Whenever the string "display" turns up in a line below, that line should be copied.

------------------------------------------------------------------------

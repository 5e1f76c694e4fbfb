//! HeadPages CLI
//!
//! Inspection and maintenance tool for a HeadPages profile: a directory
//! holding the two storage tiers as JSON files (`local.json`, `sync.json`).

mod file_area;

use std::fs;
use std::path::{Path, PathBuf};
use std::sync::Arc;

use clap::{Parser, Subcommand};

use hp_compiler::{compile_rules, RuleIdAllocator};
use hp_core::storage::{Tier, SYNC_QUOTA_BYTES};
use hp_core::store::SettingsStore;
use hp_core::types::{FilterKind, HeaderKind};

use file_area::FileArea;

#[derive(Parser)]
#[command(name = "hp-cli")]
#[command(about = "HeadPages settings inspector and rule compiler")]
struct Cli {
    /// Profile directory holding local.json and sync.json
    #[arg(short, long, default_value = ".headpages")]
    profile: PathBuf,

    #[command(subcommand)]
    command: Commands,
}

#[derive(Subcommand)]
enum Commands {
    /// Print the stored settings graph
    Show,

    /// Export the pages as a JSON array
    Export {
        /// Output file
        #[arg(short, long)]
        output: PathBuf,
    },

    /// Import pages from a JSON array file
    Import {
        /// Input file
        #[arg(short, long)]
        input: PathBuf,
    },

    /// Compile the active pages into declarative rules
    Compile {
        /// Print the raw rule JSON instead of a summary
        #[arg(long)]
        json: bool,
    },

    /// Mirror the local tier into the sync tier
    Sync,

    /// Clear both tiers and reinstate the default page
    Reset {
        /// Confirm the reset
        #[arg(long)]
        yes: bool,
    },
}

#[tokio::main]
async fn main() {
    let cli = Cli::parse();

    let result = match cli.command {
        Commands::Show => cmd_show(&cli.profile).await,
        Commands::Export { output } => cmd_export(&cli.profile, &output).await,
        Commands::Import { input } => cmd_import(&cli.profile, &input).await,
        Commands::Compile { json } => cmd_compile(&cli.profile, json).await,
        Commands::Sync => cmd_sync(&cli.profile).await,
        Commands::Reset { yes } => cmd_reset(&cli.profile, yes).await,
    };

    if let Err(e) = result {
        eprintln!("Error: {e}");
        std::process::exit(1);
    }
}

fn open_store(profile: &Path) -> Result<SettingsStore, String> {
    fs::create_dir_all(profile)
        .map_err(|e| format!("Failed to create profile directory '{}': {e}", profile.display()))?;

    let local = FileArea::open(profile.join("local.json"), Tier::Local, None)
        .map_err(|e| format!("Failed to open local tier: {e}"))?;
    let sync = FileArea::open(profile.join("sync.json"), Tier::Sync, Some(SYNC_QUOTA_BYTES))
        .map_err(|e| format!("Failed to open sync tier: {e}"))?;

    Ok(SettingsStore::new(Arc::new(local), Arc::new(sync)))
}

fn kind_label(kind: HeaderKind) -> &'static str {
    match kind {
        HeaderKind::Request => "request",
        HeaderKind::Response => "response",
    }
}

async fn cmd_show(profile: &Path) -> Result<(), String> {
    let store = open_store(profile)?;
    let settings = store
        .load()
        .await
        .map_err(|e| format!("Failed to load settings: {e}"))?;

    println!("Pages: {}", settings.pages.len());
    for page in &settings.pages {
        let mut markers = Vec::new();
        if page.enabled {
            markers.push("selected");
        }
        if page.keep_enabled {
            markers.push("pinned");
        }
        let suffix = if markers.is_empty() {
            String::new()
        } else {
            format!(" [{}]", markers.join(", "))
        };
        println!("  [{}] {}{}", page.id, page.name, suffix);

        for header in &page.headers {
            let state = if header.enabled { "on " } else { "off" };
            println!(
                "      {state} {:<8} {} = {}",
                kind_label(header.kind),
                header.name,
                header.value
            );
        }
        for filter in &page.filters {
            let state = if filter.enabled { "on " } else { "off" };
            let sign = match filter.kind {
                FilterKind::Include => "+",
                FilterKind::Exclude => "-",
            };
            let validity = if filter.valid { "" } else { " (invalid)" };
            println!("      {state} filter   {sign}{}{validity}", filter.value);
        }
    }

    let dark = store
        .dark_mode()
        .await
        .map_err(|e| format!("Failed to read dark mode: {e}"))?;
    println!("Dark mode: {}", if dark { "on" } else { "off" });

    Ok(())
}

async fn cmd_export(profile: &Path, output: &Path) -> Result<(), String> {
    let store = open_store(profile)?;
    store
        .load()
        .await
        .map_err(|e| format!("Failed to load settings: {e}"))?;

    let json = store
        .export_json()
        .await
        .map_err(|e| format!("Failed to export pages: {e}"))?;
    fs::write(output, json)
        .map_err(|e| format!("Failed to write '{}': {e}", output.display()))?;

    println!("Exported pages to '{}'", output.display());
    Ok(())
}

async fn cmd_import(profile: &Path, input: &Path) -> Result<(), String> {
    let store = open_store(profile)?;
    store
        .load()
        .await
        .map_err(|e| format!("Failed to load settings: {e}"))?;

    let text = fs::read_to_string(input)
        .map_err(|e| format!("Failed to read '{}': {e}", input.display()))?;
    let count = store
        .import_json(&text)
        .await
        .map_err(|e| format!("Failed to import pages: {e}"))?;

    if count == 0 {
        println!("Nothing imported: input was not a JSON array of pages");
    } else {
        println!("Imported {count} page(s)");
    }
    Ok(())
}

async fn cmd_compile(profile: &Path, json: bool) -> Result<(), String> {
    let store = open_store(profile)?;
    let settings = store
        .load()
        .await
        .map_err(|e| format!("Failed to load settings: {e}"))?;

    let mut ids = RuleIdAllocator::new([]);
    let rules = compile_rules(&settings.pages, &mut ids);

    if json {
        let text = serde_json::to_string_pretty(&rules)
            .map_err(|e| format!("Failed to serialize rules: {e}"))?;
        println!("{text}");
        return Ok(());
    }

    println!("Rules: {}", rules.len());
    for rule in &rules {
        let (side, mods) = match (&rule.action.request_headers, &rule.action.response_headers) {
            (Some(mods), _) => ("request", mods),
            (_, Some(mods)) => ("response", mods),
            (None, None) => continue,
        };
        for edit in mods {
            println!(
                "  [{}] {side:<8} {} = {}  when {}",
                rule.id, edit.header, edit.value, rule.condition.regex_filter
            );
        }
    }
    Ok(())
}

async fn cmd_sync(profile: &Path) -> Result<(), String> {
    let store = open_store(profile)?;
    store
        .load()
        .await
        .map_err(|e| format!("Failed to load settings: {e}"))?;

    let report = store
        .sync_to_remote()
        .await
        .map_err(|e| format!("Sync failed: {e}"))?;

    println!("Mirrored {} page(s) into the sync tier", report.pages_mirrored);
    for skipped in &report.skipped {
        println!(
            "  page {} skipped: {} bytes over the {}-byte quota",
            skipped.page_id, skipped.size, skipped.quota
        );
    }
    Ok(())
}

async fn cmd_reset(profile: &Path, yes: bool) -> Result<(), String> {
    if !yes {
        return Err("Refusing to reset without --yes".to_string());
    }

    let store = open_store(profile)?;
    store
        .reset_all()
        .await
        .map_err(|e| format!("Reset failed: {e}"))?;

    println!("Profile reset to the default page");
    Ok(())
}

------------------------------------------------------------------------

§ OUTPUT OF THE TASK:
        .map_err(|e| format!("Failed to create profile directory '{}': {e}", profile.display()))?;
        .map_err(|e| format!("Failed to write '{}': {e}", output.display()))?;
    println!("Exported pages to '{}'", output.display());
        .map_err(|e| format!("Failed to read '{}': {e}", input.display()))?;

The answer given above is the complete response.